MAUDE Adverse Event Report: ALCON LABORATORIES IRELAND LTD. CLAREON PANOPTIX TORIC TRIFOCAL UV ABSORBING IOL; LENS, INTRAOCULAR, TORIC OPTICS

Model Number CCWTT6

Device Problem Device Markings/Labelling Problem (2911)

Patient Problem Insufficient Information (4580)

Event Type  Injury  

Event Description

A non-healthcare professional reported that following an intraocular lens (iol) implant procedure, lens was explanted due to toric markings being in the wrong place.Additional information has been requested and received stated that the marks for the toric are in the wrong place on the lens.There is a manufacturing error.

Manufacturer Narrative

A sample device was not returned for analysis.Complaint history and product history records were reviewed and documentation indicated the product met release criteria.Root cause has not been identified.There have been no other complaints reported in the lot number.The manufacturer internal reference number is: (b)(4).

Manufacturer Narrative

The product was returned for analysis and the reported complaint was not observed.Toric axis marks were within specifications.Iol (intra ocular lens) returned wrapped in a wipe in a clear zip lock bag.Solution is dried on both surfaces of the optic and haptics.Both haptics are intact.The optic is cracked/fractured split in two and scratched/marked-rejectable.The iol met specifications when dimensionally measured for edge thickness and plan view.The axis marks are within specification.No root cause identified as the reported complaint "toric markings in wrong place" was not observed, the returned iol met specification when dimensionally measured for edge thickness and plan view, the axis marks are within specification.The manufacturer internal reference number is: (b)(4).

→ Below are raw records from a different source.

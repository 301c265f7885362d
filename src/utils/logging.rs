//! Logging utilities
//!
//! Provides logger setup and form event logging.

use env_logger::Env;
use log::{debug, info, warn};

use crate::error::ValidationError;

/// Setup logging; `RUST_LOG` overrides the default `info` filter
pub fn setup_logging() {
    env_logger::Builder::from_env(Env::default().default_filter_or("info")).init();
}

/// Log an incoming submission
pub fn log_submission(tech_count: usize) {
    debug!("Form submitted with {} technologies selected", tech_count);
}

/// Log a rejected submission
pub fn log_rejection(err: &ValidationError) {
    warn!("Submission rejected ({}): {}", err.code(), err);
}

/// Log a rendered summary
pub fn log_render(bytes: usize) {
    info!("Submission accepted, summary rendered ({} bytes)", bytes);
}

/// Log a form reset
pub fn log_reset(automatic: bool) {
    if automatic {
        info!("Form reset by timer");
    } else {
        info!("Form reset");
    }
}
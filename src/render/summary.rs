//! Summary record
//!
//! The sanitized, display-ready version of an accepted submission.

use super::sanitize::sanitize;
use crate::form::Field;
use crate::validation::AcceptedForm;

pub const TECH_STACK_SEPARATOR: &str = ", ";

/// Escaped values of one accepted submission. Immutable once built.
#[derive(Debug, Clone, PartialEq, Eq)]
pub struct SummaryRecord {
    name: String,
    age: String,
    gender: String,
    country: String,
    tech_stack: String,
    address: String,
    telephone: String,
    email: String,
}

impl SummaryRecord {
    /// Escapes every field; technologies are escaped one by one, then joined.
    pub fn from_accepted(form: AcceptedForm) -> Self {
        let input = form.into_inner();
        let tech_stack = input
            .tech_stack
            .iter()
            .map(|tech| sanitize(tech))
            .collect::<Vec<_>>()
            .join(TECH_STACK_SEPARATOR);

        Self {
            name: sanitize(&input.name),
            age: sanitize(&input.age),
            gender: sanitize(&input.gender),
            country: sanitize(&input.country),
            tech_stack,
            address: sanitize(&input.address),
            telephone: sanitize(&input.telephone),
            email: sanitize(&input.email),
        }
    }

    /// Escaped value shown for a field
    pub fn value(&self, field: Field) -> &str {
        match field {
            Field::Name => &self.name,
            Field::Age => &self.age,
            Field::Gender => &self.gender,
            Field::Country => &self.country,
            Field::TechStack => &self.tech_stack,
            Field::Address => &self.address,
            Field::Telephone => &self.telephone,
            Field::Email => &self.email,
        }
    }

    /// All eight rows in display order.
    pub fn rows(&self) -> [(Field, &str); 8] {
        Field::ALL.map(|field| (field, self.value(field)))
    }
}
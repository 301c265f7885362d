//! Summary fields
//!
//! The fixed set of rows shown for an accepted submission.

/// A row of the summary table, in display order.
#[derive(Debug, Clone, Copy, PartialEq, Eq)]
pub enum Field {
    Name,
    Age,
    Gender,
    Country,
    TechStack,
    Address,
    Telephone,
    Email,
}

impl Field {
    pub const ALL: [Field; 8] = [
        Field::Name,
        Field::Age,
        Field::Gender,
        Field::Country,
        Field::TechStack,
        Field::Address,
        Field::Telephone,
        Field::Email,
    ];

    /// Row header text
    pub fn label(&self) -> &'static str {
        match self {
            Field::Name => "Name",
            Field::Age => "Age",
            Field::Gender => "Gender",
            Field::Country => "Country",
            Field::TechStack => "Technological Stack",
            Field::Address => "Address",
            Field::Telephone => "Telephone",
            Field::Email => "Email",
        }
    }

    /// Multi-line values keep their line breaks when displayed.
    pub fn preserves_whitespace(&self) -> bool {
        matches!(self, Field::Address)
    }
}
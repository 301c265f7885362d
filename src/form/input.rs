//! Form input record
//!
//! Raw, untrusted field values of one submission.

use serde::Deserialize;

/// One submission's field values, exactly as typed or selected by the user.
///
/// Missing keys deserialize as empty values so they fail the presence rule
/// instead of the JSON decoder.
#[derive(Debug, Clone, Default, PartialEq, Eq, Deserialize)]
#[serde(default)]
pub struct FormInput {
    pub name: String,
    pub age: String,
    pub gender: String,
    pub country: String,
    #[serde(rename = "techStack", alias = "tech_stack")]
    pub tech_stack: Vec<String>,
    pub address: String,
    pub telephone: String,
    pub email: String,
}

impl FormInput {
    /// Trim the free-text fields.
    ///
    /// `gender`, `country` and the technology values come from fixed
    /// controls and are kept as given.
    pub fn normalized(self) -> Self {
        Self {
            name: self.name.trim().to_string(),
            age: self.age.trim().to_string(),
            address: self.address.trim().to_string(),
            telephone: self.telephone.trim().to_string(),
            email: self.email.trim().to_string(),
            ..self
        }
    }
}

#[cfg(test)]
mod tests {
    use super::*;

    #[test]
    fn test_normalized_trims_text_fields() {
        let input = FormInput {
            name: "  Ada  ".into(),
            age: " 36\n".into(),
            gender: " F ".into(),
            address: "\n1 St\nLondon  ".into(),
            ..Default::default()
        }
        .normalized();

        assert_eq!(input.name, "Ada");
        assert_eq!(input.age, "36");
        assert_eq!(input.gender, " F ");
        assert_eq!(input.address, "1 St\nLondon");
    }

    #[test]
    fn test_deserialize_browser_field_names() {
        let input: FormInput = serde_json::from_str(
            r#"{"name":"A","techStack":["Go","Rust"],"email":"a@b.com"}"#,
        )
        .unwrap();

        assert_eq!(input.tech_stack, vec!["Go", "Rust"]);
        assert_eq!(input.email, "a@b.com");
        assert!(input.age.is_empty());
    }
}
//! Validation rules
//!
//! Field predicates and the ordered, short-circuiting form check.

use regex::Regex;
use std::sync::LazyLock;

use super::results::{AcceptedForm, ValidationVerdict};
use crate::error::ValidationError;
use crate::form::FormInput;

pub const MIN_AGE: f64 = 1.0;
pub const MAX_AGE: f64 = 150.0;

static TELEPHONE_RE: LazyLock<Regex> = LazyLock::new(|| Regex::new(r"^[0-9]{7,15}$").unwrap());

static EMAIL_RE: LazyLock<Regex> =
    LazyLock::new(|| Regex::new(r"^[^\s@]+@[^\s@]+\.[^\s@]+$").unwrap());

/// A required value counts as present if anything but whitespace remains.
pub fn is_present(value: &str) -> bool {
    !value.trim().is_empty()
}

/// Parses an age the way a browser's `Number()` reads form text: decimal
/// with optional sign and exponent, or an unsigned `0x`/`0o`/`0b` integer.
fn parse_age(age: &str) -> Option<f64> {
    let radix = match age.get(..2) {
        Some("0x" | "0X") => 16,
        Some("0o" | "0O") => 8,
        Some("0b" | "0B") => 2,
        _ => return age.parse::<f64>().ok(),
    };

    let digits = &age[2..];
    if digits.is_empty() || !digits.chars().all(|c| c.is_digit(radix)) {
        return None;
    }
    u64::from_str_radix(digits, radix).ok().map(|n| n as f64)
}

/// Age must be numeric and in `[1, 150]`.
///
/// NaN and infinities fall outside the range.
pub fn validate_age(age: &str) -> bool {
    parse_age(age).is_some_and(|num| (MIN_AGE..=MAX_AGE).contains(&num))
}

/// Telephone is 7 to 15 ASCII digits, nothing else.
pub fn validate_telephone(telephone: &str) -> bool {
    TELEPHONE_RE.is_match(telephone)
}

/// Minimal `local@domain.tld` shape.
pub fn validate_email(email: &str) -> bool {
    EMAIL_RE.is_match(email)
}

fn has_required_fields(input: &FormInput) -> bool {
    [
        &input.name,
        &input.age,
        &input.gender,
        &input.country,
        &input.address,
        &input.telephone,
        &input.email,
    ]
    .into_iter()
    .all(|value| is_present(value))
        && !input.tech_stack.is_empty()
}

/// Applies the rules in order and stops at the first failure.
pub fn check(input: &FormInput) -> Result<(), ValidationError> {
    if !has_required_fields(input) {
        return Err(ValidationError::MissingFields);
    }
    if !validate_age(&input.age) {
        return Err(ValidationError::InvalidAge);
    }
    if !validate_telephone(&input.telephone) {
        return Err(ValidationError::InvalidTelephone);
    }
    if !validate_email(&input.email) {
        return Err(ValidationError::InvalidEmail);
    }
    Ok(())
}

/// Verdict for an already-normalized input.
pub fn validate_form(input: &FormInput) -> ValidationVerdict {
    match check(input) {
        Ok(()) => ValidationVerdict::Accepted,
        Err(e) => ValidationVerdict::Rejected(e),
    }
}

/// Normalizes and validates a raw submission.
///
/// This is the only way to obtain an [`AcceptedForm`].
pub fn accept(input: FormInput) -> Result<AcceptedForm, ValidationError> {
    let input = input.normalized();
    check(&input)?;
    Ok(AcceptedForm::new(input))
}
//! Input validation
//!
//! Decides whether a raw submission is acceptable.

pub mod results;
pub mod rules;

pub use results::{AcceptedForm, ValidationVerdict};
pub use rules::{
    accept, check, is_present, validate_age, validate_email, validate_form, validate_telephone,
};
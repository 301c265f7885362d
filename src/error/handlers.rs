//! Error handlers
//!
//! Provides error reporting and exit-code mapping.

use crate::error::types::IntakeError;
use crate::utils::logging::log_rejection;
use log::{error, warn};

/// Log an intake error at a level matching its severity
pub fn handle_error(err: &IntakeError) {
    match err {
        IntakeError::Validation(e) => log_rejection(e),
        IntakeError::UnknownCommand(_) | IntakeError::MalformedSubmission(_) => {
            warn!("{}", err)
        }
        IntakeError::Config(_) | IntakeError::IoError(_) => error!("Form intake error: {}", err),
    }
}

/// Whether the driver loop can keep reading commands after this error
pub fn is_recoverable(err: &IntakeError) -> bool {
    !matches!(err, IntakeError::Config(_) | IntakeError::IoError(_))
}

/// Convert error to a process exit code
pub fn error_to_exit_code(err: &IntakeError) -> i32 {
    match err {
        IntakeError::Validation(_) => 1,
        IntakeError::UnknownCommand(_) => 2,
        IntakeError::MalformedSubmission(_) => 2,
        IntakeError::Config(_) => 78,
        IntakeError::IoError(_) => 74,
    }
}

• Brand Name: CLAREON PANOPTIX TORIC TRIFOCAL UV ABSORBING IOL
• Type of Device: LENS, INTRAOCULAR, TORIC OPTICS
• Manufacturer (Section D): ALCON LABORATORIES IRELAND LTD.; cork business&technology park; model farm road; cork 00000 ; EI 00000
• Manufacturer (Section G): ALCON LABORATORIES IRELAND LTD.; cork business&technology park; model farm road; cork 00000 ; EI 00000
• Manufacturer Contact: jonathan schlech ; 6201 south freeway; mail stop ab2-6; fort worth, TX 76134 ; 8007579780
• MDR Report Key: 15028189
• MDR Text Key: 295972748
• Report Number: 9612169-2022-00340
• Device Sequence Number: 1
• Product Code: MJP
• UDI-Device Identifier: 00380652458849
• UDI-Public: 00380652458849
• Combination Product (y/n): N
• Reporter Country Code: US
• PMA/PMN Number: P190018
• Number of Events Reported: 1
• Summary Report (Y/N): N
• Report Source: Manufacturer
• Source Type: Company Representative
• Reporter Occupation: Non-Healthcare Professional
• Type of Report: Initial,Followup
• Report Date: 10/17/2022

1 Device was Involved in the Event

1 Patient was Involved in the Event

• Date FDA Received: 07/15/2022
• Is this an Adverse Event Report?: No
• Is this a Product Problem Report?: No
• Device Operator: Health Professional
• Device Model Number: CCWTT6
• Device Catalogue Number: CCWTT6.135
• Device Lot Number: 25322681
• Was Device Available for Evaluation?: Yes
• Date Returned to Manufacturer: 07/07/2022
• Date Manufacturer Received: 09/22/2022
• Was Device Evaluated by Manufacturer?: Yes
• Date Device Manufactured: 12/06/2021
• Is This a Reprocessed and Reused Single-Use Device?: No
• Type of Device Usage: Initial
• Patient Sequence Number: 1
• Treatment: MONARCH III IOL DELIVERY SYSTEM, CARTRIDGE D.
• Patient Outcome(s): Required Intervention